En México, la forma de subsistir de más de un millón setecientas mil mujeres es trabajando en hogares ajenos, donde tienen a su cargo las tareas domésticas y el cuidado de niños y ancianos. Algunas son tratadas con cordialidad, mientras que otras simplemente son “usadas”. Unas son consideradas parte de la familia y otras, esclavas legales.

Una “señora de su casa” debe ser capaz de crear un ambiente de hospitalidad y afabilidad, así como tener el nivel para transmitir ese “tono humano” a los hijos, a fin de que lo practiquen entre sí y con las personas de servicio.

La educación no es solo un conjunto de formas, es algo más profundo que lleva a respetar y valorar al ser humano. Esto no se aprende con lecciones, sino que es una forma de vida. De esta manera, la persona se hace consciente de su propia dignidad y de la dignidad de quienes lo rodean (incluyendo al personal de servicio).

El “tono humano” es el estilo del carácter que se refleja en la conducta individual y social. Solo si entendemos lo que esto implica y hacemos que toda la familia lo viva, podremos incorporar a las personas que nos ayudan en nuestro estilo de vida. La persona que respeta a los demás y a sí misma, posee un “tono humano” elevado que se manifiesta en cada circunstancia y ocasión a través del lenguaje, los modales, el trato y valores como el orden, la higiene, la amabilidad, la delicadeza, la comprensión, la sencillez, la sobriedad, la templanza, la prudencia y la justicia.

El “tono humano” lleva a crear una atmósfera agradable, acogedora y formativa. Independientemente de las condiciones socioeconómicas, la casa debe de estar siempre limpia, pulcra, ordenada y cuidada. Y se deben atender de modo puntual y eficiente los servicios propios del hogar (comida, comedor, lavandería, limpieza, mantenimiento, etc.).

Los empleados domésticos son una ayuda invaluable, incluso se dice que son “la alegría del hogar”. La cuestión es si como “señoras” estamos a la altura, no solo para pagar lo justo y dar instrucciones, sino para hacerlos sentir parte de nuestra familia, respetando sus costumbres y tradiciones. Además, hay muchos aspectos en los que una persona de servicio doméstico puede recibir mejor capacitación: cuidado de la ropa, manejo de alimentos, procesos de limpieza y hospitalidad. Una “señora” sabrá guiar de la mano a quien le asiste para que ejerza sus actividades con mejores resultados.

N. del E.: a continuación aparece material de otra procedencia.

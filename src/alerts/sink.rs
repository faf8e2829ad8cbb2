//! Alert sink seam and in-memory implementation

use std::sync::atomic::{AtomicBool, Ordering};

use async_trait::async_trait;
use chrono::{DateTime, Utc};
use parking_lot::RwLock;
use uuid::Uuid;

use super::{AlarmRef, AlertRecord, NewAlert};
use crate::constants::AlertLevel;
use crate::error::{StoreError, StoreResult};

#[async_trait]
pub trait AlertSink: Send + Sync + 'static {
    /// Persist a new alert, assigning its id and creation date
    async fn create(&self, alert: NewAlert) -> StoreResult<AlertRecord>;

    /// Alerts from one alarm with the given level and distillery created at
    /// or after `since`, oldest first
    async fn find_recent(
        &self,
        alarm: &AlarmRef,
        level: AlertLevel,
        distillery: Option<&str>,
        since: DateTime<Utc>,
    ) -> StoreResult<Vec<AlertRecord>>;

    /// Count one more occurrence of an existing alert
    async fn add_incident(&self, id: Uuid) -> StoreResult<AlertRecord>;
}

/// Vec-backed alert sink for tests and local runs
#[derive(Debug, Default)]
pub struct InMemoryAlertSink {
    alerts: RwLock<Vec<AlertRecord>>,
    rejecting: AtomicBool,
}

impl InMemoryAlertSink {
    pub fn new() -> Self {
        Self::default()
    }

    /// Make `create` fail until switched back
    pub fn set_rejecting(&self, rejecting: bool) {
        self.rejecting.store(rejecting, Ordering::SeqCst);
    }

    pub fn alerts(&self) -> Vec<AlertRecord> {
        self.alerts.read().clone()
    }

    pub fn alerts_for(&self, alarm: &AlarmRef) -> Vec<AlertRecord> {
        self.alerts
            .read()
            .iter()
            .filter(|a| &a.alarm == alarm)
            .cloned()
            .collect()
    }

    pub fn count(&self) -> usize {
        self.alerts.read().len()
    }

    /// Insert a prepared record, e.g. one backdated for a test
    pub fn insert(&self, record: AlertRecord) {
        self.alerts.write().push(record);
    }
}

#[async_trait]
impl AlertSink for InMemoryAlertSink {
    async fn create(&self, alert: NewAlert) -> StoreResult<AlertRecord> {
        if self.rejecting.load(Ordering::SeqCst) {
            return Err(StoreError::write_rejected(
                "alert",
                alert.alarm.to_string(),
                "alert sink is rejecting writes",
            ));
        }
        let record = AlertRecord::from_new(alert, Utc::now());
        self.alerts.write().push(record.clone());
        Ok(record)
    }

    async fn find_recent(
        &self,
        alarm: &AlarmRef,
        level: AlertLevel,
        distillery: Option<&str>,
        since: DateTime<Utc>,
    ) -> StoreResult<Vec<AlertRecord>> {
        let mut found: Vec<AlertRecord> = self
            .alerts
            .read()
            .iter()
            .filter(|a| {
                &a.alarm == alarm
                    && a.level == level
                    && a.distillery.as_deref() == distillery
                    && a.created_date >= since
            })
            .cloned()
            .collect();
        found.sort_by_key(|a| a.created_date);
        Ok(found)
    }

    async fn add_incident(&self, id: Uuid) -> StoreResult<AlertRecord> {
        let mut alerts = self.alerts.write();
        let record = alerts
            .iter_mut()
            .find(|a| a.id == id)
            .ok_or_else(|| StoreError::not_found("alert", id.to_string()))?;
        record.incidents += 1;
        Ok(record.clone())
    }
}

#[cfg(test)]
mod tests {
    use super::*;
    use chrono::Duration;

    fn watchdog() -> AlarmRef {
        AlarmRef::Watchdog("inspect_emails".to_string())
    }

    #[tokio::test]
    async fn test_find_recent_filters() {
        let sink = InMemoryAlertSink::new();
        let mut old = AlertRecord::from_new(
            NewAlert::new(watchdog(), AlertLevel::High)
                .with_source(Some("elasticsearch.test_index.mail".to_string()), None),
            Utc::now() - Duration::hours(2),
        );
        old.title = Some("old".to_string());
        sink.insert(old);

        let fresh = sink
            .create(
                NewAlert::new(watchdog(), AlertLevel::High)
                    .with_source(Some("elasticsearch.test_index.mail".to_string()), None),
            )
            .await
            .unwrap();
        sink.create(NewAlert::new(watchdog(), AlertLevel::Low))
            .await
            .unwrap();

        let recent = sink
            .find_recent(
                &watchdog(),
                AlertLevel::High,
                Some("elasticsearch.test_index.mail"),
                Utc::now() - Duration::hours(1),
            )
            .await
            .unwrap();
        assert_eq!(recent.len(), 1);
        assert_eq!(recent[0].id, fresh.id);
    }

    #[tokio::test]
    async fn test_add_incident_and_rejection() {
        let sink = InMemoryAlertSink::new();
        let record = sink
            .create(NewAlert::new(watchdog(), AlertLevel::Medium))
            .await
            .unwrap();
        let updated = sink.add_incident(record.id).await.unwrap();
        assert_eq!(updated.incidents, 2);

        assert!(sink.add_incident(Uuid::new_v4()).await.unwrap_err().is_not_found());

        sink.set_rejecting(true);
        assert!(sink
            .create(NewAlert::new(watchdog(), AlertLevel::Medium))
            .await
            .is_err());
        assert_eq!(sink.count(), 1);
    }
}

El bienestar de los empleados domésticos es una responsabilidad de sus patrones, por lo que durante el tiempo que presten sus servicios en su hogar, están obligados a ocuparse de su salud (prevención y atención de enfermedades y accidentes), de su instrucción básica y de su formación moral.

El horario para los empleados de servicio debe comprender periodos de trabajo y descanso, así como una sana y libre utilización de sus horas libres, ya que en muchas casas son obligados a permanecer encerrados entre semana, prácticamente como esclavos.

La forma de tratar a la gente que nos asiste depende del concepto de “persona” que tengamos: ¿La consideramos tan valiosa como nosotros mismos o nuestros hijos? No solo son seres humanos con igual dignidad, sino que en nuestras manos está que crezcan como personas.